Activity: Each line of the entries below that includes "message" belongs in your answer.
********************
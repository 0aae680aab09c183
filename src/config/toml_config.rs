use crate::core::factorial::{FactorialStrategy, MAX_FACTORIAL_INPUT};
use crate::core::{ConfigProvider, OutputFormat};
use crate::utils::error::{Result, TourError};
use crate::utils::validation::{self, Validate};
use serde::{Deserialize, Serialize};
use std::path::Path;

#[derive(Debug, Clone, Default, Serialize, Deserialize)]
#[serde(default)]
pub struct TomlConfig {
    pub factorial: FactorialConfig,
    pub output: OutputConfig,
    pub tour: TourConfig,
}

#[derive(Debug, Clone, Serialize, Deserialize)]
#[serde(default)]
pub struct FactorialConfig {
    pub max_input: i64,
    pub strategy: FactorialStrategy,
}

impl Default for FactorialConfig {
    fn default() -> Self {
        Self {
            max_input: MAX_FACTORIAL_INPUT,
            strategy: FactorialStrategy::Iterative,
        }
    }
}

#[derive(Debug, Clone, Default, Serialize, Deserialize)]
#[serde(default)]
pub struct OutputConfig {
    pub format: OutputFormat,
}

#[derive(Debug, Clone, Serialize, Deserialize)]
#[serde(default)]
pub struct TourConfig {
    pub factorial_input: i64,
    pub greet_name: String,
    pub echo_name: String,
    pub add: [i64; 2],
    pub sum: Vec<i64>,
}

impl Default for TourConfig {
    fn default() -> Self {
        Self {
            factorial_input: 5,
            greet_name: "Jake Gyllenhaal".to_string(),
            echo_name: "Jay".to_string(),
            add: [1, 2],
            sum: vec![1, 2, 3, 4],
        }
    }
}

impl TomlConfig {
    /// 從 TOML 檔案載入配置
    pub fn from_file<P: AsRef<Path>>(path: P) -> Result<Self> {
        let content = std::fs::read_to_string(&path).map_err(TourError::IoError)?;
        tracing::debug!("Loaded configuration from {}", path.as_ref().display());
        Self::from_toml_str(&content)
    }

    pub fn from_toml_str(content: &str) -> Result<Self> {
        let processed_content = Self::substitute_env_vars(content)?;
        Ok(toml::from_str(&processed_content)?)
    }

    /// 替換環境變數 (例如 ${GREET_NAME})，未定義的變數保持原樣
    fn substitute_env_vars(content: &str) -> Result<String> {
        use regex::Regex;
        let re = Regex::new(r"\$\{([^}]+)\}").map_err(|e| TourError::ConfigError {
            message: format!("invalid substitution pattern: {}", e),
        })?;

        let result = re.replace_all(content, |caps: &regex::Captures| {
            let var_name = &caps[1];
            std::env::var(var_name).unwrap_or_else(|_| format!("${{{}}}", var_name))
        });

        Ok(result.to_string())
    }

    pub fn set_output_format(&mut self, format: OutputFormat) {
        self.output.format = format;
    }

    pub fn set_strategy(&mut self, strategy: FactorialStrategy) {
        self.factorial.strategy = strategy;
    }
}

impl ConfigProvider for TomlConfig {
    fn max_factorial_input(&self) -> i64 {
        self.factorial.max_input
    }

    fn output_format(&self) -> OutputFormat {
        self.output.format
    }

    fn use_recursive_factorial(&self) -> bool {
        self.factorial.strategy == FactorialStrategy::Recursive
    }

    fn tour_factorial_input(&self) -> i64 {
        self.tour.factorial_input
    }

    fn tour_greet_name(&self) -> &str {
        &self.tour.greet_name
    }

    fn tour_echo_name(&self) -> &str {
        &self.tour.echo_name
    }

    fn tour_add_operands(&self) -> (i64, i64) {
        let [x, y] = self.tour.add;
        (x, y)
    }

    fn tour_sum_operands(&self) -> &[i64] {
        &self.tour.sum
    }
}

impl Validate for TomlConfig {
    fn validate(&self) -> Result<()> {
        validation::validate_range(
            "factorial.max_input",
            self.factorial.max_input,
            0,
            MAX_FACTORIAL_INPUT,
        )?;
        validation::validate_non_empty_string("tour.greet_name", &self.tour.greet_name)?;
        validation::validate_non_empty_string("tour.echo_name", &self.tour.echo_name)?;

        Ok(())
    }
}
********************
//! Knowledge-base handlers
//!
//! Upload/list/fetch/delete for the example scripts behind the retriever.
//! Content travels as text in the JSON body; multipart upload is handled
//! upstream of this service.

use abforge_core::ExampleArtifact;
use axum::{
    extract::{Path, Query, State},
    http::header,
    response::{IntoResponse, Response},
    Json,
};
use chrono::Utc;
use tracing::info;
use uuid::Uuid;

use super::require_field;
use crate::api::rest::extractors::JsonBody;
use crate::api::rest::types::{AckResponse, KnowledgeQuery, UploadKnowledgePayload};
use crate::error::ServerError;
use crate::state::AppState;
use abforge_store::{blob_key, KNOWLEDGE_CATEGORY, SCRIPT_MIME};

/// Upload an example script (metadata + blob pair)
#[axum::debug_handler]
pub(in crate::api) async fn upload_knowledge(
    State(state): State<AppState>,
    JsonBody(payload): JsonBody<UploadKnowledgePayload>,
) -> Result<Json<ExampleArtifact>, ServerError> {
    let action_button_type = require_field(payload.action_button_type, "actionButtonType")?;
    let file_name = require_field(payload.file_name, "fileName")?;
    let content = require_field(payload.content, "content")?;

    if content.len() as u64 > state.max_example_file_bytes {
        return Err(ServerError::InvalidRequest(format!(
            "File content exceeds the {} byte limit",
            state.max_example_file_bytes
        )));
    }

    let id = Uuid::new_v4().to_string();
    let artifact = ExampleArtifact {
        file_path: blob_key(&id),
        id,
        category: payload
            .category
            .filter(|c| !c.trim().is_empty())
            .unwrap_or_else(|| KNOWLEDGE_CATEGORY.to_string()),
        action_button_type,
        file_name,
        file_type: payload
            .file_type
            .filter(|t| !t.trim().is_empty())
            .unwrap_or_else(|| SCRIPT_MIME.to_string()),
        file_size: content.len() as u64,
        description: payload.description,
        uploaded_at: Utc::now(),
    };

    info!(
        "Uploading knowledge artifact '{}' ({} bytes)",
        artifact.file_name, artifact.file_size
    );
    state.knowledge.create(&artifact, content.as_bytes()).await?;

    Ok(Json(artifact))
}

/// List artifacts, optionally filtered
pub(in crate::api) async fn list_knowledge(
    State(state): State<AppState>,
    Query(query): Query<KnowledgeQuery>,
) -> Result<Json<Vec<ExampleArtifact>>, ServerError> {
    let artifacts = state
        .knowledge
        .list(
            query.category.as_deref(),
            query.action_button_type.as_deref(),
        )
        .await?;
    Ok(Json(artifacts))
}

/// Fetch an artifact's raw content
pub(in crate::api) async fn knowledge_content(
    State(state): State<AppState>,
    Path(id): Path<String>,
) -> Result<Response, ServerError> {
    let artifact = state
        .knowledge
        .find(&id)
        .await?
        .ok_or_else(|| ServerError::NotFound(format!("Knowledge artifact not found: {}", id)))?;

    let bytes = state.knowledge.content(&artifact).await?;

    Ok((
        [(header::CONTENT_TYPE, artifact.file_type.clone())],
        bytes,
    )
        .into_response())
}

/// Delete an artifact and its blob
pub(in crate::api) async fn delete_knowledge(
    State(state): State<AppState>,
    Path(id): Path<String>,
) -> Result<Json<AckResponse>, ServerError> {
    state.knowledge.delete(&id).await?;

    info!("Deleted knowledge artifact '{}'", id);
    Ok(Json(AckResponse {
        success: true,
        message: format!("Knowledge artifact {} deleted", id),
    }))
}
********************
Answer to this task:
            message: format!("invalid substitution pattern: {}", e),
        message: format!("Knowledge artifact {} deleted", id),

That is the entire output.